Géorgie : les racines de la crise abkhaze (mars 2004)
2012-02-03

Si le territoire de l'Abkhazie faisait partie de la Colchide au Ier millénaire avant JC, s'il fut unifié avec l'Iméréthie au IXéme siècle et s'il rejoignit à nouveau la Géorgie au XVIéme siècle, il n'en a pas moins appartenu tour à tour à l'Empire romain, à l'Empire byzantin, à l'Empire ottoman et à l'Empire russe. L'ethnie abkhaze est devenue minoritaire sur le territoire abkhaze.

Au début du XXéme siècle, la déliquescence de l'Empire russe permet la proclamation de la Ière République de Géorgie et réveille l'identité abkhaze. En 1919, la Garde Nationale géorgienne, peu préparée aux missions de maintien de l'ordre, est envoyée à Soukhoumi : les débordements sont nombreux.

En 1931, les Soviétiques interdisent la langue abkhaze en Abkhazie, intègrent cette dernière plus étroitement à la Géorgie et rattachent le district de Sotchi à la Russie.

En 1991, Zviad Gamsakhourdia restaure l'indépendance de la Géorgie.

En 1992, les Abkhazes, conduits par Vladislav Ardzinba, font de même : la république autoproclamée d'Abkhazie n'est pas reconnue par la communauté internationale. La guerre éclate.

En 1993, des volontaires des peuples musulmans du Nord Caucase (dont ceux du tchétchène Bassaev) et une division de parachutistes russes se joignent aux insurgés, gagnent Soukhoumi et défont les forces géorgiennes. Edouard Chevardnadzé doit accepter la médiation de "forces de paix" russes, qui s'installent durablement en Abkhazie. De 2 à 300 000 Géorgiens sont déplacés d'Abkhazie vers l'intérieur de la Géorgie. Plus de 10.000 morts sont recensés.
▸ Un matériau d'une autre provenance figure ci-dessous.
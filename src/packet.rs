//! Minimal MQTT v5 packet codec.
//!
//! Exactly the five packet types the bridge's clients need: CONNECT,
//! SUBSCRIBE and PUBLISH are encoded, CONNACK, SUBACK and PUBLISH are
//! decoded. Every packet is protocol version 5 and carries an empty
//! properties field (a single 0 varint). QoS 1/2 acknowledgement flows are
//! not implemented.
//!
//! The decoder operates on exactly one transport read at a time: it does NOT
//! reassemble packets split across reads, and a read that coalesces several
//! packets only yields the first. Transport chunk boundaries happen to align
//! with packet boundaries for the small packets exchanged here, but callers
//! should expect [`DecodeError::Truncated`] on a split read and log-and-skip.

use thiserror::Error;

use crate::varint::{decode_varint, encode_varint, read_utf8, write_utf8};

const TYPE_CONNECT: u8 = 1;
const TYPE_CONNACK: u8 = 2;
const TYPE_PUBLISH: u8 = 3;
const TYPE_SUBSCRIBE: u8 = 8;
const TYPE_SUBACK: u8 = 9;

/// MQTT protocol level for v5.
const PROTOCOL_LEVEL: u8 = 5;
/// Connect flags: Clean Start only, no will/username/password.
const CONNECT_FLAGS_CLEAN_START: u8 = 0x02;
/// Fixed-header flags mandated for SUBSCRIBE.
const SUBSCRIBE_FLAGS: u8 = 0x02;

/// An error decoding a single read's worth of bytes.
#[derive(Error, Debug, Clone, PartialEq, Eq)]
pub enum DecodeError {
    /// The buffer ended before a complete field; typically a packet split
    /// across transport reads.
    #[error("truncated packet")]
    Truncated,

    /// A variable-byte integer was malformed or ran past the buffer.
    #[error("malformed variable-byte integer")]
    BadVarint,
}

/// A decoded broker-to-client packet.
#[derive(Debug, Clone, PartialEq, Eq)]
pub enum Packet {
    Connack {
        reason: u8,
        session_present: bool,
    },
    Suback {
        packet_id: u16,
        codes: Vec<u8>,
    },
    Publish {
        topic: String,
        payload: String,
        qos: u8,
        packet_id: Option<u16>,
    },
}

fn fixed_header(packet_type: u8, flags: u8, remaining: usize) -> Vec<u8> {
    let mut header = vec![(packet_type << 4) | (flags & 0x0f)];
    header.extend(encode_varint(remaining as u32));
    header
}

/// Encode a CONNECT packet: Clean Start, no will, no credentials.
pub fn encode_connect(client_id: &str, keep_alive: u16) -> Vec<u8> {
    let mut variable = write_utf8("MQTT");
    variable.push(PROTOCOL_LEVEL);
    variable.push(CONNECT_FLAGS_CLEAN_START);
    variable.extend_from_slice(&keep_alive.to_be_bytes());
    variable.push(0); // properties length

    let payload = write_utf8(client_id);

    let mut pkt = fixed_header(TYPE_CONNECT, 0, variable.len() + payload.len());
    pkt.extend(variable);
    pkt.extend(payload);
    pkt
}

/// Encode a SUBSCRIBE packet for a single topic filter at QoS 0.
pub fn encode_subscribe(topic: &str, packet_id: u16) -> Vec<u8> {
    let mut variable = packet_id.to_be_bytes().to_vec();
    variable.push(0); // properties length

    let mut payload = write_utf8(topic);
    payload.push(0); // subscription options: QoS 0

    let mut pkt = fixed_header(TYPE_SUBSCRIBE, SUBSCRIBE_FLAGS, variable.len() + payload.len());
    pkt.extend(variable);
    pkt.extend(payload);
    pkt
}

/// Encode a PUBLISH packet.
///
/// `packet_id` is only written when `qos > 0`, matching the wire layout; at
/// QoS 0 it is ignored.
pub fn encode_publish(topic: &str, payload: &str, qos: u8, packet_id: u16) -> Vec<u8> {
    let mut variable = write_utf8(topic);
    if qos > 0 {
        variable.extend_from_slice(&packet_id.to_be_bytes());
    }
    variable.extend(encode_varint(0)); // empty properties

    let payload = payload.as_bytes();
    let flags = if qos == 0 { 0 } else { qos << 1 };

    let mut pkt = fixed_header(TYPE_PUBLISH, flags, variable.len() + payload.len());
    pkt.extend(variable);
    pkt.extend_from_slice(payload);
    pkt
}

fn read_u16(buf: &[u8], offset: usize) -> Result<u16, DecodeError> {
    let bytes = buf
        .get(offset..offset + 2)
        .ok_or(DecodeError::Truncated)?;
    Ok(u16::from_be_bytes([bytes[0], bytes[1]]))
}

/// Skip a properties field (varint length + that many bytes), returning the
/// offset just past it.
fn skip_properties(buf: &[u8], offset: usize) -> Result<usize, DecodeError> {
    let len = decode_varint(buf, offset).ok_or(DecodeError::BadVarint)?;
    let end = offset + len.consumed + len.value as usize;
    if end > buf.len() {
        return Err(DecodeError::Truncated);
    }
    Ok(end)
}

/// Decode one packet from one transport read.
///
/// Returns `Ok(None)` for packet types the client does not handle (logged
/// and ignored, no state change). All field accesses are bounds-checked:
/// truncated input yields a typed error rather than garbage values.
pub fn decode(buf: &[u8]) -> Result<Option<Packet>, DecodeError> {
    if buf.len() < 2 {
        return Err(DecodeError::Truncated);
    }

    let packet_type = buf[0] >> 4;
    let flags = buf[0] & 0x0f;

    let remaining = decode_varint(buf, 1).ok_or(DecodeError::BadVarint)?;
    let mut o = 1 + remaining.consumed;

    match packet_type {
        TYPE_CONNACK => {
            let header = buf.get(o..o + 2).ok_or(DecodeError::Truncated)?;
            let (ack_flags, reason) = (header[0], header[1]);
            skip_properties(buf, o + 2)?;
            Ok(Some(Packet::Connack {
                reason,
                session_present: ack_flags & 0x01 != 0,
            }))
        }
        TYPE_SUBACK => {
            let packet_id = read_u16(buf, o)?;
            o = skip_properties(buf, o + 2)?;
            // One reason code per subscribed topic filter.
            Ok(Some(Packet::Suback {
                packet_id,
                codes: buf[o..].to_vec(),
            }))
        }
        TYPE_PUBLISH => {
            let (topic, consumed) = read_utf8(buf, o).ok_or(DecodeError::Truncated)?;
            o += consumed;

            let qos = (flags & 0x06) >> 1;
            let packet_id = if qos > 0 {
                let id = read_u16(buf, o)?;
                o += 2;
                Some(id)
            } else {
                None
            };

            o = skip_properties(buf, o)?;
            Ok(Some(Packet::Publish {
                topic,
                payload: String::from_utf8_lossy(&buf[o..]).into_owned(),
                qos,
                packet_id,
            }))
        }
        other => {
            tracing::debug!(packet_type = other, len = remaining.value, "ignoring packet");
            Ok(None)
        }
    }
}

#[cfg(test)]
mod tests {
    use super::*;

    #[test]
    fn connect_layout() {
        let pkt = encode_connect("client-1", 60);

        assert_eq!(pkt[0] >> 4, TYPE_CONNECT);
        assert_eq!(pkt[0] & 0x0f, 0);
        // Remaining length fits one byte for a short client id.
        assert_eq!(pkt[1] as usize, pkt.len() - 2);
        // Variable header: UTF8("MQTT"), level 5, Clean Start, keep-alive 60,
        // empty properties.
        assert_eq!(&pkt[2..8], &[0x00, 0x04, b'M', b'Q', b'T', b'T']);
        assert_eq!(pkt[8], 5);
        assert_eq!(pkt[9], 0x02);
        assert_eq!(&pkt[10..12], &[0x00, 60]);
        assert_eq!(pkt[12], 0x00);
        // Payload: UTF8(client id) and nothing else.
        assert_eq!(&pkt[13..15], &[0x00, 8]);
        assert_eq!(&pkt[15..], b"client-1");
    }

    #[test]
    fn subscribe_layout() {
        let pkt = encode_subscribe("a/b", 7);

        assert_eq!(pkt[0], (TYPE_SUBSCRIBE << 4) | SUBSCRIBE_FLAGS);
        assert_eq!(&pkt[2..4], &[0x00, 0x07]); // packet id
        assert_eq!(pkt[4], 0x00); // properties
        assert_eq!(&pkt[5..7], &[0x00, 3]);
        assert_eq!(&pkt[7..10], b"a/b");
        assert_eq!(pkt[10], 0x00); // options: QoS 0
        assert_eq!(pkt.len(), 11);
    }

    #[test]
    fn publish_qos0_roundtrip() {
        let pkt = encode_publish("a/b", "hello", 0, 0);
        let decoded = decode(&pkt).unwrap().unwrap();
        assert_eq!(
            decoded,
            Packet::Publish {
                topic: "a/b".into(),
                payload: "hello".into(),
                qos: 0,
                packet_id: None,
            }
        );
    }

    #[test]
    fn publish_qos1_roundtrip() {
        let pkt = encode_publish("sensors/temp", "21.5", 1, 0x1234);
        assert_eq!(pkt[0], (TYPE_PUBLISH << 4) | 0x02);
        let decoded = decode(&pkt).unwrap().unwrap();
        assert_eq!(
            decoded,
            Packet::Publish {
                topic: "sensors/temp".into(),
                payload: "21.5".into(),
                qos: 1,
                packet_id: Some(0x1234),
            }
        );
    }

    #[test]
    fn connack_decode() {
        // type 2, remaining 3: flags=0x01 (session present), reason 0, props 0.
        let decoded = decode(&[0x20, 0x03, 0x01, 0x00, 0x00]).unwrap().unwrap();
        assert_eq!(
            decoded,
            Packet::Connack {
                reason: 0,
                session_present: true,
            }
        );
    }

    #[test]
    fn suback_decode() {
        // type 9: packet id 1, props 0, one reason code.
        let decoded = decode(&[0x90, 0x04, 0x00, 0x01, 0x00, 0x00]).unwrap().unwrap();
        assert_eq!(
            decoded,
            Packet::Suback {
                packet_id: 1,
                codes: vec![0],
            }
        );
    }

    #[test]
    fn unknown_type_ignored() {
        // PINGRESP (type 13) is not handled: ignored, not an error.
        assert_eq!(decode(&[0xd0, 0x00]).unwrap(), None);
    }

    #[test]
    fn truncated_packet_is_typed_error() {
        let pkt = encode_publish("a/b", "hello", 0, 0);
        // A packet split across reads mid-field fails cleanly, no reassembly.
        assert_eq!(decode(&pkt[..1]), Err(DecodeError::Truncated));
        assert_eq!(decode(&pkt[..4]), Err(DecodeError::Truncated)); // inside topic
        // A split inside the payload is undetectable without honoring the
        // remaining-length field: the decoder returns the short payload.
        match decode(&pkt[..pkt.len() - 2]).unwrap().unwrap() {
            Packet::Publish { payload, .. } => assert_eq!(payload, "hel"),
            other => panic!("unexpected packet: {other:?}"),
        }
    }

    #[test]
    fn malformed_remaining_length() {
        assert_eq!(
            decode(&[0x20, 0x80, 0x80, 0x80, 0x80, 0x80]),
            Err(DecodeError::BadVarint)
        );
    }

    #[test]
    fn coalesced_packets_yield_first_only() {
        // Two CONNACKs in one read: the decoder sees only the first. This is
        // the documented one-read-one-decode behavior, not a bug to fix here.
        let mut buf = vec![0x20, 0x03, 0x00, 0x00, 0x00];
        buf.extend_from_slice(&[0x20, 0x03, 0x01, 0x00, 0x00]);
        let decoded = decode(&buf).unwrap().unwrap();
        assert_eq!(
            decoded,
            Packet::Connack {
                reason: 0,
                session_present: false,
            }
        );
    }
}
En 1994, une mission d'observation militaire est constituée par les Nations Unies : le MONUG sera reconduit année après année. Afin de trouver une solution, la représentante spéciale du Secrétaire Général, Heidi Tagliavini, s'appuie sur " un groupe d'amis" (Allemagne, Etats-Unis, France, Grande-Bretagne, Russie), en vain.

Les Abkhazes revendiquent leur droit à l'indépendance et l'association avec la Fédération de Russie. Depuis 2002, ils disposent de passeports russes et leur ancrage à Moscou s'accentue : les Tchétchènes, jadis alliés, se retournent contre eux et n'hésitent pas à participer à un coup de main vraisemblement monté par le ministre géorgien de l'Intérieur. En février 2004, les autorités de la république autoproclamée d'Abkhazie refusent de participer aux travaux "du groupe d'amis" à Genève.

Les Géorgiens, confortés par le consensus sur l'intégrité territoriale de leur pays (rappelée une nouvelle fois par les Nations Unies début 2004), estiment que le développement économique « attirera » les Abkhazes vers la Géorgie. Mikheïl Saakachvili tente de relancer les accords de Sotchi (Poutine et Chevardnadzé, mars 2003), réouverture de la ligne de chemin de fer Sotchi- Soukhoumi- Tbilissi, réhabilitation du barrage hydroélectrique de l'Ingourie (à la frontière entre les deux territoires), retour des réfugiés géorgiens dans le district de Gali après sécurisation.

Les solutions demandent l'adhésion du peuple abkhaze et le ménagement des intérêts russes. Vladimir Poutine trouvera -t-il une monnaie d'échange avec Mikheïl Saakachvili ? Le successeur de Vladislav Ardzinba trouvera-t-il un terrain d'entente avec Mikheïl Saakachvili ? La nouvelle diplomatie de la Géorgie, décidée à normaliser ses relations avec la Russie, s'y attelle. Révolution des roses ou non, les solutions de la crise abkhaze passent toujours par Moscou.